Your answer must be every line of the data below that holds the string "seen", copied exactly.

INPUT FOR THIS TASK below:

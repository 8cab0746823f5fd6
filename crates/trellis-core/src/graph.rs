use std::collections::{HashMap, HashSet};

use serde::{Deserialize, Serialize};
use serde_json::Value;

use crate::error::{Result, TrellisError};

/// Node types the engine can execute.
#[derive(Debug, Clone, Copy, PartialEq, Eq, Hash, Serialize, Deserialize)]
#[serde(rename_all = "snake_case")]
pub enum NodeType {
    Start,
    End,
    Agent,
    IfElse,
    Guardrails,
    Fork,
    UserApproval,
    Cognitive,
}

impl NodeType {
    pub fn as_str(&self) -> &'static str {
        match self {
            Self::Start => "start",
            Self::End => "end",
            Self::Agent => "agent",
            Self::IfElse => "if_else",
            Self::Guardrails => "guardrails",
            Self::Fork => "fork",
            Self::UserApproval => "user_approval",
            Self::Cognitive => "cognitive",
        }
    }

    pub fn parse(s: &str) -> Option<Self> {
        match s {
            "start" => Some(Self::Start),
            "end" => Some(Self::End),
            "agent" => Some(Self::Agent),
            "if_else" => Some(Self::IfElse),
            "guardrails" => Some(Self::Guardrails),
            "fork" => Some(Self::Fork),
            "user_approval" => Some(Self::UserApproval),
            "cognitive" => Some(Self::Cognitive),
            _ => None,
        }
    }
}

impl std::fmt::Display for NodeType {
    fn fmt(&self, f: &mut std::fmt::Formatter<'_>) -> std::fmt::Result {
        f.write_str(self.as_str())
    }
}

/// A typed node in a workflow graph.
///
/// `config` is an opaque JSON object whose expected shape varies by type;
/// handlers validate the fields they need at entry. `position` is editor
/// state the engine never reads.
#[derive(Debug, Clone, Serialize, Deserialize)]
pub struct NodeSpec {
    pub id: String,
    #[serde(rename = "type")]
    pub node_type: NodeType,
    #[serde(default)]
    pub config: Value,
    #[serde(default, skip_serializing_if = "Option::is_none")]
    pub position: Option<Position>,
}

impl NodeSpec {
    pub fn new(id: impl Into<String>, node_type: NodeType) -> Self {
        Self {
            id: id.into(),
            node_type,
            config: Value::Object(serde_json::Map::new()),
            position: None,
        }
    }

    pub fn with_config(mut self, config: Value) -> Self {
        self.config = config;
        self
    }
}

#[derive(Debug, Clone, Copy, Serialize, Deserialize)]
pub struct Position {
    pub x: f64,
    pub y: f64,
}

/// A directed labeled edge.
///
/// `source_handle` carries the branch label ("true"/"false", "pass"/"fail",
/// "yes"/"no"). Absence means the default branch.
#[derive(Debug, Clone, Serialize, Deserialize)]
pub struct EdgeSpec {
    #[serde(default)]
    pub id: String,
    #[serde(alias = "source_node")]
    pub source: String,
    #[serde(alias = "target_node")]
    pub target: String,
    #[serde(default, skip_serializing_if = "Option::is_none")]
    pub source_handle: Option<String>,
    #[serde(default, skip_serializing_if = "Option::is_none")]
    pub target_handle: Option<String>,
}

impl EdgeSpec {
    pub fn new(source: impl Into<String>, target: impl Into<String>) -> Self {
        Self {
            id: String::new(),
            source: source.into(),
            target: target.into(),
            source_handle: None,
            target_handle: None,
        }
    }

    pub fn with_handle(mut self, handle: impl Into<String>) -> Self {
        self.source_handle = Some(handle.into());
        self
    }
}

/// A non-fatal finding from save-time validation.
#[derive(Debug, Clone, Serialize, Deserialize)]
pub struct GraphWarning {
    pub node_id: String,
    pub message: String,
}

impl std::fmt::Display for GraphWarning {
    fn fmt(&self, f: &mut std::fmt::Formatter<'_>) -> std::fmt::Result {
        write!(f, "{}: {}", self.node_id, self.message)
    }
}

/// A workflow graph snapshot: typed nodes plus labeled edges.
#[derive(Debug, Clone, Default, Serialize, Deserialize)]
pub struct Graph {
    pub nodes: Vec<NodeSpec>,
    pub edges: Vec<EdgeSpec>,
}

impl Graph {
    pub fn new(nodes: Vec<NodeSpec>, edges: Vec<EdgeSpec>) -> Self {
        Self { nodes, edges }
    }

    pub fn node(&self, id: &str) -> Option<&NodeSpec> {
        self.nodes.iter().find(|n| n.id == id)
    }

    pub fn start_node(&self) -> Option<&NodeSpec> {
        self.nodes.iter().find(|n| n.node_type == NodeType::Start)
    }

    /// Successor node ids for `node_id`, filtered by branch outcome.
    ///
    /// With `outcome = None` every outgoing edge is followed regardless of
    /// handle. With an outcome, only edges whose normalized handle matches
    /// are followed. Duplicates are removed preserving order.
    pub fn successors(&self, node_id: &str, outcome: Option<&str>) -> Vec<String> {
        let norm = outcome.map(|o| o.trim().to_lowercase());
        let mut seen = HashSet::new();
        let mut next = Vec::new();
        for edge in self.edges.iter().filter(|e| e.source == node_id) {
            let handle = edge.source_handle.as_deref().map(|h| h.trim().to_lowercase());
            let matches = match &norm {
                None => true,
                Some(want) => handle.as_deref() == Some(want.as_str()),
            };
            if matches && seen.insert(edge.target.clone()) {
                next.push(edge.target.clone());
            }
        }
        next
    }

    /// Whether the graph contains a directed cycle.
    pub fn has_cycle(&self) -> bool {
        let mut adj: HashMap<&str, Vec<&str>> = HashMap::new();
        for edge in &self.edges {
            adj.entry(edge.source.as_str()).or_default().push(edge.target.as_str());
        }

        let mut visited = HashSet::new();
        let mut in_stack = HashSet::new();

        fn visit<'a>(
            node: &'a str,
            adj: &HashMap<&'a str, Vec<&'a str>>,
            visited: &mut HashSet<&'a str>,
            in_stack: &mut HashSet<&'a str>,
        ) -> bool {
            visited.insert(node);
            in_stack.insert(node);
            for next in adj.get(node).into_iter().flatten().copied() {
                if !visited.contains(next) {
                    if visit(next, adj, visited, in_stack) {
                        return true;
                    }
                } else if in_stack.contains(next) {
                    return true;
                }
            }
            in_stack.remove(node);
            false
        }

        for node in &self.nodes {
            if !visited.contains(node.id.as_str())
                && visit(node.id.as_str(), &adj, &mut visited, &mut in_stack)
            {
                return true;
            }
        }
        false
    }

    /// Node ids with no incoming edges.
    pub fn entry_nodes(&self) -> Vec<&NodeSpec> {
        let targets: HashSet<&str> = self.edges.iter().map(|e| e.target.as_str()).collect();
        self.nodes.iter().filter(|n| !targets.contains(n.id.as_str())).collect()
    }

    /// Node ids with no outgoing edges.
    pub fn terminal_nodes(&self) -> Vec<&NodeSpec> {
        let sources: HashSet<&str> = self.edges.iter().map(|e| e.source.as_str()).collect();
        self.nodes.iter().filter(|n| !sources.contains(n.id.as_str())).collect()
    }

    /// Save-time validation.
    ///
    /// Errors: cycles, missing/duplicate start, no end node, edges that
    /// reference unknown nodes, nodes unreachable from start.
    /// Warnings: if_else nodes missing a "true" or "false" branch (a missing
    /// branch is a legal terminal path).
    pub fn validate(&self) -> Result<Vec<GraphWarning>> {
        let ids: HashSet<&str> = self.nodes.iter().map(|n| n.id.as_str()).collect();
        if ids.len() != self.nodes.len() {
            return Err(TrellisError::Validation("duplicate node ids".into()));
        }

        for edge in &self.edges {
            if !ids.contains(edge.source.as_str()) {
                return Err(TrellisError::Validation(format!(
                    "edge references unknown source node: {}",
                    edge.source
                )));
            }
            if !ids.contains(edge.target.as_str()) {
                return Err(TrellisError::Validation(format!(
                    "edge references unknown target node: {}",
                    edge.target
                )));
            }
        }

        let starts: Vec<&NodeSpec> = self
            .nodes
            .iter()
            .filter(|n| n.node_type == NodeType::Start)
            .collect();
        if starts.is_empty() {
            return Err(TrellisError::Validation("workflow has no start node".into()));
        }
        if starts.len() > 1 {
            return Err(TrellisError::Validation(format!(
                "workflow has {} start nodes, expected exactly one",
                starts.len()
            )));
        }
        if !self.nodes.iter().any(|n| n.node_type == NodeType::End) {
            return Err(TrellisError::Validation("workflow has no end node".into()));
        }

        if self.has_cycle() {
            return Err(TrellisError::Validation("workflow contains a cycle".into()));
        }

        // Reachability from start over all edges (handles ignored)
        let mut reachable = HashSet::new();
        let mut stack = vec![starts[0].id.as_str()];
        while let Some(node) = stack.pop() {
            if !reachable.insert(node) {
                continue;
            }
            for edge in self.edges.iter().filter(|e| e.source == node) {
                stack.push(edge.target.as_str());
            }
        }
        for node in &self.nodes {
            if !reachable.contains(node.id.as_str()) {
                return Err(TrellisError::Validation(format!(
                    "node {} is unreachable from start",
                    node.id
                )));
            }
        }

        let mut warnings = Vec::new();
        for node in self.nodes.iter().filter(|n| n.node_type == NodeType::IfElse) {
            for branch in ["true", "false"] {
                if self.successors(&node.id, Some(branch)).is_empty() {
                    warnings.push(GraphWarning {
                        node_id: node.id.clone(),
                        message: format!("if_else has no \"{}\" branch; that path terminates", branch),
                    });
                }
            }
        }
        Ok(warnings)
    }
}

#[cfg(test)]
mod tests {
    use super::*;
    use serde_json::json;

    fn linear_graph() -> Graph {
        Graph::new(
            vec![
                NodeSpec::new("a", NodeType::Start),
                NodeSpec::new("b", NodeType::Agent),
                NodeSpec::new("c", NodeType::End),
            ],
            vec![EdgeSpec::new("a", "b"), EdgeSpec::new("b", "c")],
        )
    }

    #[test]
    fn successors_unfiltered() {
        let graph = linear_graph();
        assert_eq!(graph.successors("a", None), vec!["b".to_string()]);
        assert!(graph.successors("c", None).is_empty());
    }

    #[test]
    fn successors_filtered_by_handle() {
        let graph = Graph::new(
            vec![
                NodeSpec::new("s", NodeType::Start),
                NodeSpec::new("cond", NodeType::IfElse),
                NodeSpec::new("t", NodeType::End),
                NodeSpec::new("f", NodeType::End),
            ],
            vec![
                EdgeSpec::new("s", "cond"),
                EdgeSpec::new("cond", "t").with_handle("true"),
                EdgeSpec::new("cond", "f").with_handle("False"),
            ],
        );
        assert_eq!(graph.successors("cond", Some("true")), vec!["t".to_string()]);
        // Handle matching is case-insensitive
        assert_eq!(graph.successors("cond", Some("false")), vec!["f".to_string()]);
        // An unlabeled outcome filter does not follow labeled edges
        assert!(graph.successors("cond", Some("maybe")).is_empty());
    }

    #[test]
    fn successors_dedup_preserving_order() {
        let graph = Graph::new(
            vec![
                NodeSpec::new("s", NodeType::Start),
                NodeSpec::new("x", NodeType::End),
                NodeSpec::new("y", NodeType::End),
            ],
            vec![
                EdgeSpec::new("s", "x"),
                EdgeSpec::new("s", "y"),
                EdgeSpec::new("s", "x"),
            ],
        );
        assert_eq!(graph.successors("s", None), vec!["x".to_string(), "y".to_string()]);
    }

    #[test]
    fn validate_accepts_linear() {
        let graph = linear_graph();
        let warnings = graph.validate().expect("valid graph");
        assert!(warnings.is_empty());
    }

    #[test]
    fn validate_rejects_cycle() {
        let graph = Graph::new(
            vec![
                NodeSpec::new("s", NodeType::Start),
                NodeSpec::new("a", NodeType::Agent),
                NodeSpec::new("b", NodeType::Agent),
                NodeSpec::new("e", NodeType::End),
            ],
            vec![
                EdgeSpec::new("s", "a"),
                EdgeSpec::new("a", "b"),
                EdgeSpec::new("b", "a"),
                EdgeSpec::new("b", "e"),
            ],
        );
        assert!(graph.validate().is_err());
        assert!(graph.has_cycle());
    }

    #[test]
    fn validate_rejects_missing_start() {
        let graph = Graph::new(
            vec![NodeSpec::new("e", NodeType::End)],
            vec![],
        );
        assert!(graph.validate().is_err());
    }

    #[test]
    fn validate_rejects_dangling_edge() {
        let mut graph = linear_graph();
        graph.edges.push(EdgeSpec::new("b", "ghost"));
        assert!(graph.validate().is_err());
    }

    #[test]
    fn validate_rejects_unreachable() {
        let mut graph = linear_graph();
        graph.nodes.push(NodeSpec::new("island", NodeType::Agent));
        assert!(graph.validate().is_err());
    }

    #[test]
    fn validate_warns_on_missing_branch() {
        let graph = Graph::new(
            vec![
                NodeSpec::new("s", NodeType::Start),
                NodeSpec::new("cond", NodeType::IfElse)
                    .with_config(json!({"lhs": "1", "condition": ">", "rhs": "0"})),
                NodeSpec::new("t", NodeType::End),
            ],
            vec![
                EdgeSpec::new("s", "cond"),
                EdgeSpec::new("cond", "t").with_handle("true"),
            ],
        );
        let warnings = graph.validate().expect("warnings are not errors");
        assert_eq!(warnings.len(), 1);
        assert_eq!(warnings[0].node_id, "cond");
    }

    #[test]
    fn entry_and_terminal_nodes() {
        let graph = linear_graph();
        let entries = graph.entry_nodes();
        assert_eq!(entries.len(), 1);
        assert_eq!(entries[0].id, "a");
        let terminals = graph.terminal_nodes();
        assert_eq!(terminals.len(), 1);
        assert_eq!(terminals[0].id, "c");
    }
}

End of INPUT FOR THIS TASK.

REPLY TO THE TASK:
        let mut seen = HashSet::new();
            if matches && seen.insert(edge.target.clone()) {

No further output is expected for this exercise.